Prompted by closures in the equities and options market in the aftermath of Hurricane Sandy, Regulators including the SEC, FINRA, and the CFTC contacted firms to assess the impact Hurricane Sandy had on their operations
The regulators asked each firm for specifics regarding any backup disaster recovery (BDR) and business continuity plan (BCP) they had in place prior to Hurricane Sandy. The responses they gathered were compiled to develop a list of best practices and lessons learned.
The regulators have since gone on to suggest that all firms refer to these best practices and lessons as part of reviewing and improving upon their current BDR and BCP procedures. By doing this, the regulators hope that firms will be better prepared for similar events. Regulators feel that a comprehensive BDR and business continuity strategy will help firms improve responsiveness and minimize downtime.
Managed Service Providers (MSPs) have always stressed the importance of the BDR and BCP solutions they offer to small-to-medium-sized businesses. That said, it doesn't hurt to see what government regulators recommend to those handling our money. We've summarized portions of the full report, addressing only the parts that we feel can easily be applied to SMBs. The full report can be read here at http://www.sec.gov/about/offices/ocie/jointobservations-bcps08072013.pdf.
Widespread Disruption Considerations
True business continuity plans go beyond technology. What is the probability of a widespread lack of telecommunications during a disaster? We're talking no Internet and no cell phone coverage. Large-scale events can knock out power and limit our access to drinkable water and food supplies. Getting around may be complicated. Roadways might be inaccessible and fuel may be scarce. Part of being prepared for the unknown is to assess how any plausible scenario would impact day-to-day operations and services.
A critical component to business continuity planning is remote access.
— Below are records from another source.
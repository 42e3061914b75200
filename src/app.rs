//! Application context: the composition root.
//!
//! Everything the original kept in ad-hoc globals lives here instead, built
//! once at startup from injected collaborators and torn down with the
//! process. Components own their state exclusively: the context only routes
//! between them and caches the last reconciled root list for screen gating.

use std::sync::Arc;

use anyhow::Result;
use log::info;
use tokio::sync::watch;

use crate::backend::Backend;
use crate::navigation::{search_gate, Nav, SearchGate};
use crate::poller::ProgressPoller;
use crate::reconciler::{self, PendingRoots, ReconcileError};
use crate::shell::ShellBridge;
use crate::state::IndexingProgress;
use crate::storage::{keys, Storage};
use crate::store::SearchStore;

pub struct AppContext {
    backend: Arc<dyn Backend>,
    storage: Arc<dyn Storage>,
    pub nav: Nav,
    pub search: SearchStore,
    roots: Vec<String>,
    user_name: String,
}

impl AppContext {
    pub fn new(backend: Arc<dyn Backend>, storage: Arc<dyn Storage>) -> Self {
        // Older builds cached the root list locally; the backend owns it now,
        // so any stale copy is purged before it can shadow ground truth.
        storage.remove(keys::USER_ROUTES);

        let user_name = storage.get(keys::USER_NAME).unwrap_or_default();
        let nav = Nav::new(storage.clone());
        let search = SearchStore::load(storage.clone());

        Self {
            backend,
            storage,
            nav,
            search,
            roots: Vec::new(),
            user_name,
        }
    }

    /// Last reconciled/fetched root list. A cache for screen gating only,
    /// never a substitute for refetching before acting on roots.
    pub fn roots(&self) -> &[String] {
        &self.roots
    }

    /// Refreshes the cached root list from the backend, deduplicating while
    /// preserving backend order.
    pub async fn refresh_roots(&mut self) -> Result<&[String]> {
        let fetched = self.backend.fetch_roots().await?;
        let mut unique = Vec::with_capacity(fetched.len());
        for root in fetched {
            if !unique.contains(&root) {
                unique.push(root);
            }
        }
        self.roots = unique;
        Ok(&self.roots)
    }

    /// Reconciles the backend to `desired` and adopts the refetched ground
    /// truth, even when some of the batch failed.
    pub async fn apply_roots(&mut self, desired: &[String]) -> Result<(), ReconcileError> {
        match reconciler::reconcile(self.backend.as_ref(), desired).await {
            Ok(roots) => {
                self.roots = roots;
                Ok(())
            }
            Err(ReconcileError::Partial {
                roots,
                attempted,
                failures,
            }) => {
                self.roots = roots.clone();
                Err(ReconcileError::Partial {
                    roots,
                    attempted,
                    failures,
                })
            }
            Err(e) => Err(e),
        }
    }

    pub async fn run_search(&mut self, query: &str) -> Result<usize> {
        self.search.run_search(self.backend.as_ref(), query).await
    }

    pub fn search_gate(&self) -> SearchGate {
        search_gate(&self.roots)
    }

    pub fn spawn_poller(&self) -> (ProgressPoller, watch::Receiver<Option<IndexingProgress>>) {
        ProgressPoller::spawn(self.backend.clone())
    }

    pub fn user_name(&self) -> &str {
        &self.user_name
    }

    pub fn save_user_name(&mut self, name: &str) {
        let name = name.trim();
        info!("saving user name ({} chars)", name.len());
        self.user_name = name.to_string();
        self.storage.set(keys::USER_NAME, name);
    }

    /// Avatar initials: first letter of the first and last words of the
    /// name, uppercased, with "U" standing in for an unset name.
    pub fn display_initials(&self) -> String {
        let name = self.user_name.trim();
        if name.is_empty() {
            return "U".to_string();
        }
        let mut words = name.split_whitespace();
        let first = words.next().and_then(|w| w.chars().next());
        let last = words.last().and_then(|w| w.chars().next());
        match (first, last) {
            (Some(f), Some(l)) => format!("{}{}", f.to_uppercase(), l.to_uppercase()),
            (Some(f), None) => f.to_uppercase().to_string(),
            _ => "U".to_string(),
        }
    }
}

/// Opens the native folder picker and stages the choice into a pending edit
/// buffer, surfacing capacity/duplicate rejections before any network call.
/// Returns the staged path, or `None` when the user cancelled.
pub async fn stage_picked_root(
    shell: &dyn ShellBridge,
    pending: &mut PendingRoots,
) -> Result<Option<String>> {
    let Some(path) = shell.pick_folder().await? else {
        return Ok(None);
    };
    let path = path.to_string_lossy().into_owned();
    pending.push(path.clone())?;
    Ok(Some(path))
}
Every employee should have the ability to efficiently work from home if a disaster strikes or blocks access to the office. If there is no power or no Internet and phone, alternatives should be defined to carry out key operations.
Alternative Location Considerations
The implications of region-wide disruptions must be factored into the location choices for backed-up data centers. Keeping backups within close proximity may seem like a smart strategy to ensure they're readily accessible, but this does you no good if it's a region wide disruption.
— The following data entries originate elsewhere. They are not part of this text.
//! Adaptive indexing-progress polling.
//!
//! One fetch in flight at a time: each cycle schedules the next only after
//! its own fetch resolves. Consumers watch the published
//! `Option<IndexingProgress>`; `None` means nothing should be shown.

use std::sync::atomic::{AtomicBool, Ordering};
use std::sync::Arc;
use std::time::Duration;

use log::{debug, warn};
use tokio::sync::watch;
use tokio::task::JoinHandle;

use crate::backend::Backend;
use crate::state::{IndexingPhase, IndexingProgress};

/// Poll cadence while the backend reports active indexing.
pub const FAST_POLL: Duration = Duration::from_millis(1000);
/// Poll cadence when idle, after completion, and after a fetch failure.
pub const SLOW_POLL: Duration = Duration::from_millis(5000);
/// How long a just-completed run stays visible before being cleared.
pub const COMPLETE_LINGER: Duration = Duration::from_millis(3000);

/// Handle to a running poll loop. Dropping it (or calling [`stop`]) cancels
/// the loop, including a pending completion-linger timer; the liveness flag
/// guarantees a response that arrives after cancellation is never published.
///
/// [`stop`]: ProgressPoller::stop
pub struct ProgressPoller {
    alive: Arc<AtomicBool>,
    task: JoinHandle<()>,
}

impl ProgressPoller {
    pub fn spawn(
        backend: Arc<dyn Backend>,
    ) -> (Self, watch::Receiver<Option<IndexingProgress>>) {
        let (tx, rx) = watch::channel(None);
        let alive = Arc::new(AtomicBool::new(true));
        let flag = alive.clone();
        let task = tokio::spawn(async move {
            poll_loop(backend, tx, flag).await;
        });
        (Self { alive, task }, rx)
    }

    pub fn stop(self) {
        self.shutdown();
    }

    fn shutdown(&self) {
        self.alive.store(false, Ordering::SeqCst);
        self.task.abort();
    }
}

impl Drop for ProgressPoller {
    fn drop(&mut self) {
        self.shutdown();
    }
}

async fn poll_loop(
    backend: Arc<dyn Backend>,
    tx: watch::Sender<Option<IndexingProgress>>,
    alive: Arc<AtomicBool>,
) {
    let mut last_phase = IndexingPhase::Idle;

    loop {
        if !alive.load(Ordering::SeqCst) || tx.is_closed() {
            return;
        }

        let delay = match backend.fetch_progress().await {
            Ok(progress) => {
                if !alive.load(Ordering::SeqCst) {
                    return;
                }
                let phase = progress.phase;
                let was_complete = last_phase == IndexingPhase::Complete;
                last_phase = phase;

                if progress.indexing {
                    debug!(
                        "indexing progress: {}% ({}/{})",
                        progress.percentage, progress.processed_files, progress.total_files
                    );
                    let _ = tx.send(Some(progress));
                    FAST_POLL
                } else if phase == IndexingPhase::Complete && !was_complete {
                    // Just finished: keep the final snapshot visible briefly,
                    // then clear it, with the next poll still on the slow
                    // cadence relative to this fetch.
                    let _ = tx.send(Some(progress));
                    tokio::time::sleep(COMPLETE_LINGER).await;
                    if !alive.load(Ordering::SeqCst) {
                        return;
                    }
                    let _ = tx.send(None);
                    SLOW_POLL - COMPLETE_LINGER
                } else {
                    if phase != IndexingPhase::Complete {
                        let _ = tx.send(None);
                    }
                    SLOW_POLL
                }
            }
            Err(e) => {
                // Transient backend unavailability; retry on the slow cadence.
                warn!("failed to fetch indexing progress: {}", e);
                SLOW_POLL
            }
        };

        tokio::time::sleep(delay).await;
    }
}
When it comes to supporting business critical activities at an alternative location, what will be the site's staffing needs? How about office space, equipment, and available resources? Printed copies of the business continuity plan, contact lists, and other business documents and manuals should also be kept at the alternate site if electronic files can't be accessed.
Any critical vendor relationships should also have an adequate business continuity plan, as they may be affected by the same event as you. Vendors risk ratings should be considered based on the quality of their BDR and BCP strategies.
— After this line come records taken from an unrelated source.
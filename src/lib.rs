//! Client-side state sync core for the SAGE local semantic search backend.
//!
//! The backend owns the authoritative state (registered roots, the index,
//! search ranking); this crate keeps a desktop client's view of that state
//! correct and durable across restarts, partial failures, and backend-side
//! changes. The windowing/rendering layer that embeds it stays out of scope
//! and plugs in through the [`shell::ShellBridge`] capability seam.

pub mod app;
pub mod backend;
pub mod navigation;
pub mod poller;
pub mod reconciler;
pub mod shell;
pub mod state;
pub mod storage;
pub mod store;

pub use app::AppContext;
pub use backend::{Backend, BackendClient};
pub use navigation::{Nav, Screen, SearchGate};
pub use poller::ProgressPoller;
pub use reconciler::{reconcile, PendingRoots, ReconcileError, RootError};
pub use state::{IndexingPhase, IndexingProgress, SearchResult};
pub use storage::{JsonFileStorage, MemoryStorage, Storage};
pub use store::SearchStore;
Telecommunications Services and Technology Considerations
The telecommunications infrastructure must be enhanced. Consider secondary phone lines, backup mobile phone services with different carriers, emergency Wi-Fi spots, and cloud technology.
Review and Testing
Annual full BCP tests should be conducted. If the business continuity plan changes often, more frequent testing is recommended. All personnel should be trained for their specific role in the plan.